— А тебе какая выгода от всего этого? — спросил Теймураз, прищурив глаза. Он понимал, что Дауд-хан не для него одного старается.
— Я знаю, что если шах Сефи получит власть, а этого не миновать, то Хосро-Мирзе сначала необходимо будет убрать обоих братьев Ундиладзе, а потом, только потом, замахнется он на Картл-Кахети, и шах Сефи ему в этом не откажет. На Грузию он не осмелится пойти, не расправившись с нами, ибо мы могли бы пошатнуть его влияние на Исфаган. Дело в том, что, когда шах Аббас занемог в Мазандаране и лекари оказались бессильны, он призвал Хосро-Мирзу и именно через него завещал престол внуку своему Саам-Мирзе. Придворный звездочет объявил ему, что расположение звезд предрекает, что царствование Саам-Мирзы продлится всего восемнадцать месяцев, не более.
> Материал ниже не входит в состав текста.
// Copyright 2026 The Simlin Authors. All rights reserved.
// Use of this source code is governed by the Apache License,
// Version 2.0, that can be found in the LICENSE file.

use std::path::{Path, PathBuf};

use building_map::{DrawingLoader, Error, ErrorCode, ErrorKind, Result};

/// Reads drawing sizes from image files next to the building map.  Only
/// the image header is decoded.
pub struct ImageDrawings {
    base_dir: PathBuf,
}

impl ImageDrawings {
    pub fn new(base_dir: &Path) -> Self {
        ImageDrawings {
            base_dir: base_dir.to_path_buf(),
        }
    }
}

impl DrawingLoader for ImageDrawings {
    fn dimensions(&self, filename: &str) -> Result<(u32, u32)> {
        let path = self.base_dir.join(filename);
        log::debug!("reading drawing size from {}", path.display());
        image::image_dimensions(&path).map_err(|err| {
            Error::new(
                ErrorKind::Resource,
                ErrorCode::DrawingUnavailable,
                Some(format!("{}: {err}", path.display())),
            )
        })
    }
}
Умирающий огорчился, наследники закопошились, но Аббас все-таки заупрямился и настоял на своем — пусть царствует, сколько сумеет, только пусть, мол, получит власть, которая его отцу была предназначена волей аллаха… А отец его, как ты помнишь, убит был по велению самого Аббаса… Перед смертью пожелал, видите ли, восстановить справедливость. Поэтому-то и призвал Хосро-Мирзу, что грузинская кровь в нем течет и высокое положение при дворе дает ему возможность выполнить последнюю волю шахиншаха. Ты лучше моего знаешь, что дедом Хосро-Мирзы был Луарсаб Первый, а отцом — Давид, создатель грузинского лечебника «Иадигар-дауда», мать же его — дочка цавкисского крестьянина… Сам Хосро-Мирза в свое время при Георгии Саакадзе подручным состоял. Оттого и получил пост правителя Исфагана и возвысился, забрав в свои руки шахскую гвардию, самых ловких и смелых воинов во всей Персии.
Когда шах Аббас умер, Хосро-Мирза, отпрыск картлийских Багратиони, всех опередил — в Мазандаранский дворец, окруженный шахскими гвардейцами — кули, ввел не достигшего еще двадцати лет Саам-Мирзу и огласил завещание Аббаса, написанное им собственноручно…
Пока зачитывали завещание, я украдкой поглядел на брата, он и бровью не повел, но я сразу понял, о чем он думает: начиналось гонение на нас обоих — явное, открытое… Никто не проронил ни слова. Грузины выступили на стороне Хосро-Мирзы, ибо знали, что он давно метит на картлийский престол… Они на это надеются и по сей день.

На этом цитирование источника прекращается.